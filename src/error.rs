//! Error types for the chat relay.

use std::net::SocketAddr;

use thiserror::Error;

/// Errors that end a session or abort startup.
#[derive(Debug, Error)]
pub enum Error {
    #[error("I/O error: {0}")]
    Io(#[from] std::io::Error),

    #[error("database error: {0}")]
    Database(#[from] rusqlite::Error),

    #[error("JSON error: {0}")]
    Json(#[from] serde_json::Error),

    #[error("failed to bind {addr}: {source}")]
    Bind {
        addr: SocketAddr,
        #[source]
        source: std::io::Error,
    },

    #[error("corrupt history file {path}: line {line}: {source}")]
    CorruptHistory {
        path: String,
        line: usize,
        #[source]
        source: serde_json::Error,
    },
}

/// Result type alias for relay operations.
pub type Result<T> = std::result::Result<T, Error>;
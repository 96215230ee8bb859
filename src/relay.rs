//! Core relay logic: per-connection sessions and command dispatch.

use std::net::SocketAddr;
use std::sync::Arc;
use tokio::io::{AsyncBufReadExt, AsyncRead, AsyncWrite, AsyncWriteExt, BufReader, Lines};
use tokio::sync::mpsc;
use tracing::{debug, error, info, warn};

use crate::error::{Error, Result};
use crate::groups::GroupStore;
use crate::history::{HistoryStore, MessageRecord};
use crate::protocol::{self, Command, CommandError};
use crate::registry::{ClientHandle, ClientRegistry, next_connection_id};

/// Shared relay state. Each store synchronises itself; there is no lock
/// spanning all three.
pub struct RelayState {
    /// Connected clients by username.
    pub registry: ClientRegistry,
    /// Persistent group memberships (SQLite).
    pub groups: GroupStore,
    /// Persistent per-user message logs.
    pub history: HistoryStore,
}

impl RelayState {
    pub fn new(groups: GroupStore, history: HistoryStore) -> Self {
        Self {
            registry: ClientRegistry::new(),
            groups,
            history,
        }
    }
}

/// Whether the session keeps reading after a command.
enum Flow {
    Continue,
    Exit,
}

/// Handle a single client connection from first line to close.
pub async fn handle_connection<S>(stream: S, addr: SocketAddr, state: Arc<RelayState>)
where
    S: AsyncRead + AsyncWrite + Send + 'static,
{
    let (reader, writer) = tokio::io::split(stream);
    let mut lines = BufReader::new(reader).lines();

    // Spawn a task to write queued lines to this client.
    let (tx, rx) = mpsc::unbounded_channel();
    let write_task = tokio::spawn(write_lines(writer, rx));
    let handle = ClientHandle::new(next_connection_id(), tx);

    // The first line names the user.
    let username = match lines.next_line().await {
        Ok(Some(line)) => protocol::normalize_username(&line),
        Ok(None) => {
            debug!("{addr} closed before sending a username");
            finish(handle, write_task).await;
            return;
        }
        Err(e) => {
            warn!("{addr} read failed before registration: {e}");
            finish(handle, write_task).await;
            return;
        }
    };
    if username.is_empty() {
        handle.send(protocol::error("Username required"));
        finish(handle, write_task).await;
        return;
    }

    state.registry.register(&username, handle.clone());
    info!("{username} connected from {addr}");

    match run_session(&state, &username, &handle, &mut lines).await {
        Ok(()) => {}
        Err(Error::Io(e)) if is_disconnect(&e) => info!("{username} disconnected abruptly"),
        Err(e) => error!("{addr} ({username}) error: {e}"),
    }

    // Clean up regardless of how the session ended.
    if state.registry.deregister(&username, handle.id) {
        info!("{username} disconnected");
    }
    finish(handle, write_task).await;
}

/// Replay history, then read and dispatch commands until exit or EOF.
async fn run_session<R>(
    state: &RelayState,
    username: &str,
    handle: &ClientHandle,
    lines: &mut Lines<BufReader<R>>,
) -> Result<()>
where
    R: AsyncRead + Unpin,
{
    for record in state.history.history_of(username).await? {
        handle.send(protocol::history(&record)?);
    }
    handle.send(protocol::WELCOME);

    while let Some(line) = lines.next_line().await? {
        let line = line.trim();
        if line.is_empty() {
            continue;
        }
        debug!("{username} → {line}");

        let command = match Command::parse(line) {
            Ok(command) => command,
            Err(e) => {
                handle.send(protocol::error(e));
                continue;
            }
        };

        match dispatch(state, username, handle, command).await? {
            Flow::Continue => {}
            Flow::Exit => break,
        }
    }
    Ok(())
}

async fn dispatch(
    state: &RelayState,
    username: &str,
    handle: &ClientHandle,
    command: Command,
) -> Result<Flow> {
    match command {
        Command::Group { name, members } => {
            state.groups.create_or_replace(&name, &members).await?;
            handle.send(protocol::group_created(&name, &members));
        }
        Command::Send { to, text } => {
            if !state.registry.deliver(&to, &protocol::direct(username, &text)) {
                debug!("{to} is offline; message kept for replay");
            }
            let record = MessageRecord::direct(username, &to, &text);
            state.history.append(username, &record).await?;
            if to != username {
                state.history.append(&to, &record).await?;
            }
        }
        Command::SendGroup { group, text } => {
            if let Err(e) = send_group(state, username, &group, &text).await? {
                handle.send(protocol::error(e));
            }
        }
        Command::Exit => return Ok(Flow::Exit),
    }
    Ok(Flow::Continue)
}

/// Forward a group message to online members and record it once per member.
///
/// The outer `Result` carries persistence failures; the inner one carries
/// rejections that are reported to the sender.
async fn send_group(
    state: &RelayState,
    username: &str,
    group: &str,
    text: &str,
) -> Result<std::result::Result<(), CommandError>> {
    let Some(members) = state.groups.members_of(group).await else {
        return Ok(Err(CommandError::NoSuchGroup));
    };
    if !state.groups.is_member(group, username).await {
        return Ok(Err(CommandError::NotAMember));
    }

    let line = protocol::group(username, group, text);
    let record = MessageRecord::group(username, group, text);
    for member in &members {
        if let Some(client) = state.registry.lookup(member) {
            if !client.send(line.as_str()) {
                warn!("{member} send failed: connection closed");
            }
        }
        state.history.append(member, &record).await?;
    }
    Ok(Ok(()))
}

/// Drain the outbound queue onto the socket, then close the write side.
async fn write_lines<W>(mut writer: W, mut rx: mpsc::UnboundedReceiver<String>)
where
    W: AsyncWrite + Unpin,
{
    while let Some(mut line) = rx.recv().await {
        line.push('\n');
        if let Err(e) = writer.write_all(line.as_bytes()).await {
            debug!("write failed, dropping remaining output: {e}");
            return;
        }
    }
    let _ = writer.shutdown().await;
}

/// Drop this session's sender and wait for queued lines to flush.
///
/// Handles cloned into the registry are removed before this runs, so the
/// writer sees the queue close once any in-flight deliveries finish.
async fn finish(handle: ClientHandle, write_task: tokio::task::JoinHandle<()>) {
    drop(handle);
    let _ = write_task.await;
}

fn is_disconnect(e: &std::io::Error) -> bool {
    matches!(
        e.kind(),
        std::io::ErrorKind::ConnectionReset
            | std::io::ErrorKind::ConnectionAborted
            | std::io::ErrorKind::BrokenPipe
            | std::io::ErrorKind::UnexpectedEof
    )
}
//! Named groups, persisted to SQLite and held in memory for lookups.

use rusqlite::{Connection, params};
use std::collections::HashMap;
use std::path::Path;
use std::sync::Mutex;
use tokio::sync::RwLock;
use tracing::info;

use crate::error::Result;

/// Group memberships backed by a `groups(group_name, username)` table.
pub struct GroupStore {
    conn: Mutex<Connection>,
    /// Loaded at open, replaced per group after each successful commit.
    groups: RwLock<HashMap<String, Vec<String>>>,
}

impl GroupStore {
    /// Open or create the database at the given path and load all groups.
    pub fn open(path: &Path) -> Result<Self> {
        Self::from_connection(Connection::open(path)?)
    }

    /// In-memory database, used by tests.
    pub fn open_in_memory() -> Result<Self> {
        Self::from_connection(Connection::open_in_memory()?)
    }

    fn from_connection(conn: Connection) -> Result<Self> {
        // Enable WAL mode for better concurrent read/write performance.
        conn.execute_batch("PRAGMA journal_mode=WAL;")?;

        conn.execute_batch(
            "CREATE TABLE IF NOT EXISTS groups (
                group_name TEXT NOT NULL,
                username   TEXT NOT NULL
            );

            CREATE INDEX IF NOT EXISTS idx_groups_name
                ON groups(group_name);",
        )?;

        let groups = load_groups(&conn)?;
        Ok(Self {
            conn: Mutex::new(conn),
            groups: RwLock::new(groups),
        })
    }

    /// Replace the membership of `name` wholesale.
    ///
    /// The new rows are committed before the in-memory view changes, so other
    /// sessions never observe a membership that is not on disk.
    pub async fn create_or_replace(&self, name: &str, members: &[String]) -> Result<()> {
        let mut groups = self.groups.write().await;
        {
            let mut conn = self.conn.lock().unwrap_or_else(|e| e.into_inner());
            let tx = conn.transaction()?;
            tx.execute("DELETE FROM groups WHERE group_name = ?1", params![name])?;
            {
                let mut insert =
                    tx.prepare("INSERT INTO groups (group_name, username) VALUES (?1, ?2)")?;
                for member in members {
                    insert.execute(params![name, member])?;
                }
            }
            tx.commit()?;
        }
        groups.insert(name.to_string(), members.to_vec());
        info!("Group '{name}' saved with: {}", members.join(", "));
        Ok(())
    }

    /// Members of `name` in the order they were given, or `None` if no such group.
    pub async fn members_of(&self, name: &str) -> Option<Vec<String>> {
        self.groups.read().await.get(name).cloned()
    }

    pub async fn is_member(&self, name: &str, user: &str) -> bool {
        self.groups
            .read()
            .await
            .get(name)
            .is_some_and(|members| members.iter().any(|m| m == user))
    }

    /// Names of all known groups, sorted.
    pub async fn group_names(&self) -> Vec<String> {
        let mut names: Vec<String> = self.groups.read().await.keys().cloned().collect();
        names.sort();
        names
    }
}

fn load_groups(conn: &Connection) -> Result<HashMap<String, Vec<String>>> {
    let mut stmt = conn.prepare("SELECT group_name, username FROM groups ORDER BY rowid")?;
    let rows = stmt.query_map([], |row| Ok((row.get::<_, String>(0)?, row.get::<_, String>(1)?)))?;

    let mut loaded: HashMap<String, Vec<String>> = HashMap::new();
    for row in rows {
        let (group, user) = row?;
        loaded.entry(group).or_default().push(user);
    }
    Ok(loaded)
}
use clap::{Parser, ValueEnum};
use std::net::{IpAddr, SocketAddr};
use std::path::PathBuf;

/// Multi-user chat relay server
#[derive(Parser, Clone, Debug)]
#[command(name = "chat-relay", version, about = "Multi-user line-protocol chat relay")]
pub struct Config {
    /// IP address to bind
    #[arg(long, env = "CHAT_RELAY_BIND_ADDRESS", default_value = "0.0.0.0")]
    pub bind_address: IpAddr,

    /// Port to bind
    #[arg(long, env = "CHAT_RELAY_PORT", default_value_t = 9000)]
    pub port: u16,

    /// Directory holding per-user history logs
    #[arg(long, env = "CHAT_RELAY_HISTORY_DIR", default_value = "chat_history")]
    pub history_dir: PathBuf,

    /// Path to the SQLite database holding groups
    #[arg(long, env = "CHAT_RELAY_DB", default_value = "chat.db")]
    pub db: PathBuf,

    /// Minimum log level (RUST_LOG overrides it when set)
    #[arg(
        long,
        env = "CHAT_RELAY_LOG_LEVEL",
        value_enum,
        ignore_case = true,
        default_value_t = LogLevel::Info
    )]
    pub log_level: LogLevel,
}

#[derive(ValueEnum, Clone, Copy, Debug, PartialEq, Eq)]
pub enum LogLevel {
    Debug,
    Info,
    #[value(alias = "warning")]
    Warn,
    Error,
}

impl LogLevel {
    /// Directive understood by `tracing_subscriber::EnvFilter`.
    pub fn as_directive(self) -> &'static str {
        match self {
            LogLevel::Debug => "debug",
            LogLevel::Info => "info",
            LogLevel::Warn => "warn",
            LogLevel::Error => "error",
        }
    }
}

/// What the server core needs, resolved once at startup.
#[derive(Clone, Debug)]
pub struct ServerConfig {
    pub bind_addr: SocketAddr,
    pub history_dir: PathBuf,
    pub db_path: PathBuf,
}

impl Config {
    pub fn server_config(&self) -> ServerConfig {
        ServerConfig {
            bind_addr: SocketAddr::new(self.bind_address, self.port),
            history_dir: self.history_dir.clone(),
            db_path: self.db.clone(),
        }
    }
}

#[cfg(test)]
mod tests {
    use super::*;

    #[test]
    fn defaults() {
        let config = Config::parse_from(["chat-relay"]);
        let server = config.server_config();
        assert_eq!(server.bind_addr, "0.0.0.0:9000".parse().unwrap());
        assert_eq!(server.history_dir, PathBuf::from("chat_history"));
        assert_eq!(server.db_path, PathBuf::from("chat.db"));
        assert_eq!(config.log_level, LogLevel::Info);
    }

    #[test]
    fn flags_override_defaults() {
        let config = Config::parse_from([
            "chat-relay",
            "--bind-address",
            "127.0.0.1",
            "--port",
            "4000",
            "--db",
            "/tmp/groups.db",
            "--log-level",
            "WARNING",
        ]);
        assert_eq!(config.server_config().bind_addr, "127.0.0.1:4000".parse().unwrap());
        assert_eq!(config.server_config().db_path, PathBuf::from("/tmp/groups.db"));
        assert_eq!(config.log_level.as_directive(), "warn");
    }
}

_Work to be completed_: Take the lines from the first line of the listing up to and including the line with "pub type Result<T>" and give them again exactly.

_The completed task_:
filename src/error.rs
//! Error types for the chat relay.

use std::net::SocketAddr;

use thiserror::Error;

/// Errors that end a session or abort startup.
#[derive(Debug, Error)]
pub enum Error {
    #[error("I/O error: {0}")]
    Io(#[from] std::io::Error),

    #[error("database error: {0}")]
    Database(#[from] rusqlite::Error),

    #[error("JSON error: {0}")]
    Json(#[from] serde_json::Error),

    #[error("failed to bind {addr}: {source}")]
    Bind {
        addr: SocketAddr,
        #[source]
        source: std::io::Error,
    },

    #[error("corrupt history file {path}: line {line}: {source}")]
    CorruptHistory {
        path: String,
        line: usize,
        #[source]
        source: serde_json::Error,
    },
}

/// Result type alias for relay operations.
pub type Result<T> = std::result::Result<T, Error>;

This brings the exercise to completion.